A Comissão Política do PCP destaca ainda a sua preocupação pelo facto de se assistir a uma crescente desresponsabilização do Estado na garantia de cumprimento dos direitos inerentes à maternidade-paternidade.

Por um lado, registam-se os efeitos negativos da imposição de relações laborais marcadas pelo elevados níveis de exploração e de precariedade laboral que levam ao incumprimento dos direitos das(os) trabalhadoras(es) no que se refere à maternidade-paternidade. Alargam-se as situações em que as entidades patronais se demitem dos seus deveres para com os direitos dos trabalhadores relativos a esta importante função social. Por outro lado, verificam-se retrocessos nos direitos em resultado da manutenção das normas do Código de Trabalho, no que se refere à redução para 80% do subsídio de maternidade-paternidade quando o(a) trabalhador(a) opte por uma licença de maternidade de 150 dias.

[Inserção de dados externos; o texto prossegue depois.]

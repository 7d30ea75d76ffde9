// ── Phonebook-only profile values ──
//
// The bridge document does not reliably carry every profile value. These
// live in the connection's phonebook section instead and are overlaid onto
// the bridge profile on every read:
//
//   DeviceTunnel=1        IpDnsFlags=1          AlwaysOnCapable=1
//   NumRoutes=2           Route0=<72 hex>       Route1=<72 hex>
//   NumTrafficFilters=1   TrafficFilter0=v2.30|Action=Allow|Dir=Out|...
//   DeviceComplianceEnabled / ...SsoEnabled / ...SsoEku / ...SsoIssuerHash

use tracing::warn;
use tunnelward_api::{PhonebookScope, PhonebookSection};

use crate::model::{Profile, Route, TrafficFilter};

pub mod keys {
    pub const DEVICE_TUNNEL: &str = "DeviceTunnel";
    pub const IP_DNS_FLAGS: &str = "IpDnsFlags";
    pub const ALWAYS_ON_CAPABLE: &str = "AlwaysOnCapable";
    pub const NUM_ROUTES: &str = "NumRoutes";
    pub const ROUTE: &str = "Route";
    pub const NUM_TRAFFIC_FILTERS: &str = "NumTrafficFilters";
    pub const TRAFFIC_FILTER: &str = "TrafficFilter";
    pub const DEVICE_COMPLIANCE_ENABLED: &str = "DeviceComplianceEnabled";
    pub const DEVICE_COMPLIANCE_SSO_ENABLED: &str = "DeviceComplianceSsoEnabled";
    pub const DEVICE_COMPLIANCE_SSO_EKU: &str = "DeviceComplianceSsoEku";
    pub const DEVICE_COMPLIANCE_SSO_ISSUER_HASH: &str = "DeviceComplianceSsoIssuerHash";
    pub const MACHINE_EKU_FILTER: &str = "MachineCertificateEKUFilter";
}

/// `IpDnsFlags` bit for "register this connection's addresses in DNS".
const DNS_REGISTER: u32 = 0x1;

#[derive(Debug, Clone, Default, PartialEq)]
pub struct PhonebookOverlay {
    pub device_tunnel: bool,
    pub register_dns: bool,
    pub always_on_capable: bool,
    pub routes: Vec<Route>,
    pub traffic_filters: Vec<TrafficFilter>,
    pub device_compliance_enabled: bool,
    pub device_compliance_sso_enabled: bool,
    pub device_compliance_sso_eku: Option<String>,
    pub device_compliance_sso_issuer_hash: Vec<String>,
}

impl PhonebookOverlay {
    /// Decode a section. A bad route or filter record is skipped and
    /// reported; the rest still decode.
    pub fn decode(section: &PhonebookSection, errors: &mut Vec<String>) -> Self {
        let mut overlay = Self {
            device_tunnel: section.get_bool(keys::DEVICE_TUNNEL),
            register_dns: section
                .get_u32(keys::IP_DNS_FLAGS)
                .is_some_and(|f| f & DNS_REGISTER != 0),
            always_on_capable: section.get_bool(keys::ALWAYS_ON_CAPABLE),
            device_compliance_enabled: section.get_bool(keys::DEVICE_COMPLIANCE_ENABLED),
            device_compliance_sso_enabled: section.get_bool(keys::DEVICE_COMPLIANCE_SSO_ENABLED),
            device_compliance_sso_eku: section
                .get(keys::DEVICE_COMPLIANCE_SSO_EKU)
                .map(str::trim)
                .filter(|v| !v.is_empty())
                .map(str::to_owned),
            device_compliance_sso_issuer_hash: section
                .get(keys::DEVICE_COMPLIANCE_SSO_ISSUER_HASH)
                .map(|v| {
                    v.split(',')
                        .map(|h| h.trim().to_ascii_uppercase())
                        .filter(|h| !h.is_empty())
                        .collect()
                })
                .unwrap_or_default(),
            ..Self::default()
        };

        for (i, record) in records(section, keys::NUM_ROUTES, keys::ROUTE, errors) {
            match Route::decode_record(record) {
                Ok(route) => overlay.routes.push(route),
                Err(e) => errors.push(format!("{}{i}: {e}", keys::ROUTE)),
            }
        }
        for (i, rule) in records(
            section,
            keys::NUM_TRAFFIC_FILTERS,
            keys::TRAFFIC_FILTER,
            errors,
        ) {
            match TrafficFilter::from_rule_string(rule) {
                Ok(filter) => overlay.traffic_filters.push(filter),
                Err(e) => errors.push(format!("{}{i}: {e}", keys::TRAFFIC_FILTER)),
            }
        }
        overlay
    }

    pub fn from_profile(profile: &Profile) -> Self {
        Self {
            device_tunnel: profile.device_tunnel,
            register_dns: profile.register_dns,
            always_on_capable: profile.always_on_capable,
            routes: profile.routes.clone(),
            traffic_filters: profile.traffic_filters.clone(),
            device_compliance_enabled: profile.device_compliance_enabled,
            device_compliance_sso_enabled: profile.device_compliance_sso_enabled,
            device_compliance_sso_eku: profile.device_compliance_sso_eku.clone(),
            device_compliance_sso_issuer_hash: profile.device_compliance_sso_issuer_hash.clone(),
        }
    }

    pub fn apply(self, profile: &mut Profile) {
        profile.device_tunnel = self.device_tunnel;
        profile.register_dns = self.register_dns;
        profile.always_on_capable = self.always_on_capable;
        profile.routes = self.routes;
        profile.traffic_filters = self.traffic_filters;
        profile.device_compliance_enabled = self.device_compliance_enabled;
        profile.device_compliance_sso_enabled = self.device_compliance_sso_enabled;
        profile.device_compliance_sso_eku = self.device_compliance_sso_eku;
        profile.device_compliance_sso_issuer_hash = self.device_compliance_sso_issuer_hash;
    }

    pub fn encode(&self) -> PhonebookSection {
        let mut section = PhonebookSection::new();
        section.set_bool(keys::DEVICE_TUNNEL, self.device_tunnel);
        section.set(
            keys::IP_DNS_FLAGS,
            if self.register_dns { "1" } else { "0" },
        );
        section.set_bool(keys::ALWAYS_ON_CAPABLE, self.always_on_capable);
        section.set(keys::NUM_ROUTES, self.routes.len().to_string());
        for (i, route) in self.routes.iter().enumerate() {
            section.set(format!("{}{i}", keys::ROUTE), route.encode_record());
        }
        section.set(
            keys::NUM_TRAFFIC_FILTERS,
            self.traffic_filters.len().to_string(),
        );
        for (i, filter) in self.traffic_filters.iter().enumerate() {
            section.set(
                format!("{}{i}", keys::TRAFFIC_FILTER),
                filter.to_rule_string(),
            );
        }
        section.set_bool(
            keys::DEVICE_COMPLIANCE_ENABLED,
            self.device_compliance_enabled,
        );
        section.set_bool(
            keys::DEVICE_COMPLIANCE_SSO_ENABLED,
            self.device_compliance_sso_enabled,
        );
        if let Some(eku) = &self.device_compliance_sso_eku {
            section.set(keys::DEVICE_COMPLIANCE_SSO_EKU, eku.as_str());
        }
        if !self.device_compliance_sso_issuer_hash.is_empty() {
            section.set(
                keys::DEVICE_COMPLIANCE_SSO_ISSUER_HASH,
                self.device_compliance_sso_issuer_hash.join(","),
            );
        }
        section
    }
}

/// `(index, value)` for each numbered record. Missing records are
/// reported and skipped. The declared count is capped at the number of
/// `<prefix><n>` keys actually present.
fn records<'a>(
    section: &'a PhonebookSection,
    count_key: &str,
    prefix: &str,
    errors: &mut Vec<String>,
) -> Vec<(u32, &'a str)> {
    let declared = section.get_u32(count_key).unwrap_or(0);
    let present = section
        .iter()
        .filter(|(k, _)| is_record_key(k, prefix))
        .count();
    let present = u32::try_from(present).unwrap_or(u32::MAX);
    let count = declared.min(present);
    if count < declared {
        warn!(key = count_key, declared, present, "record count exceeds records present");
        errors.push(format!("{count_key}: declares {declared} record(s), {present} present"));
    }
    let mut out = Vec::new();
    for i in 0..count {
        match section.get(&format!("{prefix}{i}")) {
            Some(v) => out.push((i, v)),
            None => errors.push(format!("{prefix}{i}: missing")),
        }
    }
    out
}

fn is_record_key(key: &str, prefix: &str) -> bool {
    key.strip_prefix(prefix)
        .is_some_and(|n| !n.is_empty() && n.bytes().all(|b| b.is_ascii_digit()))
}

/// What the OS writes to the phonebook when `document` is installed:
/// the section plus the scope it lands in.
pub fn materialize(document: &str) -> (PhonebookScope, PhonebookSection) {
    let profile = Profile::from_document("", document);
    let scope = if profile.device_tunnel {
        PhonebookScope::AllUsers
    } else {
        PhonebookScope::CurrentUser
    };
    (scope, PhonebookOverlay::from_profile(&profile).encode())
}

#[cfg(test)]
#[allow(clippy::unwrap_used)]
mod tests {
    use super::*;
    use pretty_assertions::assert_eq;

    #[test]
    fn overlay_roundtrips_through_section() {
        let mut profile = Profile::new("Corp");
        profile.device_tunnel = true;
        profile.register_dns = true;
        profile.routes = vec![
            Route::parse_cidr("10.0.0.0/8").unwrap(),
            Route::parse_cidr("fd00::/8").unwrap().excluded(),
        ];
        profile.traffic_filters =
            vec![TrafficFilter::from_rule_string("v2.30|Dir=Out|Protocol=6|RPort=443|").unwrap()];
        let overlay = PhonebookOverlay::from_profile(&profile);

        let mut errors = Vec::new();
        let decoded = PhonebookOverlay::decode(&overlay.encode(), &mut errors);
        assert!(errors.is_empty(), "{errors:?}");
        assert_eq!(decoded, overlay);
    }

    #[test]
    fn bad_records_are_skipped_individually() {
        let section: PhonebookSection = [
            ("NumRoutes", "3"),
            ("Route0", "deadbeef"),
            ("Route1", Route::parse_cidr("10.0.0.0/8").unwrap().encode_record().as_str()),
            ("NumTrafficFilters", "2"),
            ("TrafficFilter0", "v2.30|Action=Allow|Protocol=6|"),
            ("TrafficFilter1", "v2.30|Action=Allow|Dir=Out|Protocol=6|"),
        ]
        .into_iter()
        .map(|(k, v)| (k.to_owned(), v.to_owned()))
        .collect();

        let mut errors = Vec::new();
        let overlay = PhonebookOverlay::decode(&section, &mut errors);
        assert_eq!(overlay.routes.len(), 1);
        assert_eq!(overlay.traffic_filters.len(), 1);
        assert_eq!(errors.len(), 3, "{errors:?}");
    }

    #[test]
    fn oversized_record_count_is_capped() {
        let route = Route::parse_cidr("10.0.0.0/8").unwrap().encode_record();
        let section: PhonebookSection = [
            ("NumRoutes", "4294967295"),
            ("Route0", route.as_str()),
            ("NumTrafficFilters", "1000000"),
        ]
        .into_iter()
        .map(|(k, v)| (k.to_owned(), v.to_owned()))
        .collect();

        let mut errors = Vec::new();
        let overlay = PhonebookOverlay::decode(&section, &mut errors);
        assert_eq!(overlay.routes.len(), 1);
        assert!(overlay.traffic_filters.is_empty());
        assert_eq!(
            errors,
            vec![
                "NumRoutes: declares 4294967295 record(s), 1 present".to_owned(),
                "NumTrafficFilters: declares 1000000 record(s), 0 present".to_owned(),
            ]
        );
    }

    #[test]
    fn device_tunnels_land_in_all_users() {
        let (scope, section) =
            materialize("<VPNProfile><DeviceTunnel>true</DeviceTunnel></VPNProfile>");
        assert_eq!(scope, PhonebookScope::AllUsers);
        assert!(section.get_bool(keys::DEVICE_TUNNEL));

        let (scope, _) = materialize("<VPNProfile/>");
        assert_eq!(scope, PhonebookScope::CurrentUser);
    }
}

Acresce a falta de uma adequada rede pública de creches e jardins de infância de qualidade e a preços acessíveis, num quadro de agravamento da situação face à perspectiva de encerramento de centenas de jardins de infância, a par da transferência dos poucos equipamentos existentes da rede pública para a gestão privada. Trata-se de novos passos na desresponsabilização do Estado nesta área, aniquilando a perspectiva de promoção de igualdade de acesso de todas as crianças a uma adequada rede pública de equipamentos sociais de qualidade e a preços acessíveis. Assiste-se, cada vez mais, ao pagamento de mensalidades que pesam no orçamento das famílias: alargam-se as situações de exclusão de acesso a estes equipamentos por parte das camadas trabalhadoras.

Face a tudo isso, a Comissão Política do o PCP reafirma a sua determinação e empenho na luta em defesa dos direitos das mulheres e por uma ruptura democrática e de esquerda que faça cumprir o direito à igualdade como parte indissociável do aprofundamento da democracia, nas suas vertentes económica, social, política e cultural.

A Comissão Política do PCP, no respeito pelos seus compromissos eleitorais, dará prioridade à apresentação na Assembleia da República, durante a tarde de hoje, de iniciativas que visam o reforço dos direitos de maternidade-paternidade, através da criação de um subsídio social a ser atribuído durante 120 dias, destinado a trabalhadoras(es) que não exercem uma actividade laboral e no valor da pensão social; e a criação de um novo regime de prestações familiares que consagre a universalidade do direito ao abono de família; a criação de um subsídio de nascimento; e o alargamento da idade do abono de família aos jovens até aos 18 anos.

Igualmente será entregue, hoje, na Assembleia da República, um Projecto de Resolução que visa o reforço da participação cívica e política das mulheres e no qual se recomenda ao Governo a adopção de um conjunto de medidas - no plano económico e social - de combate às atitudes e práticas discriminatórias, que permitam às mulheres portuguesas participar em igualdade no exercício do poder; a publicação regular de relatórios com informação sobre a evolução da participação das mulheres nos órgãos de poder e na Administração Pública, bem como a avaliação dos impactos das políticas económicas e sociais na evolução da situação das mulheres. Propõe-se, igualmente, o compromisso do Governo na publicitação, a meio do actual mandato autárquico, do levantamento e caracterização dos eleitos e eleitas nos diversos órgãos de poder local.

A Comissão Política do PCP mantém o seu empenho e determinação na luta pela despenalização do aborto sem recurso a referendo e exorta as mulheres, e todos os que no campo democrático exigem uma alteração desta realidade, para que animem um forte movimento de opinião que expresse este justo e necessário objectivo.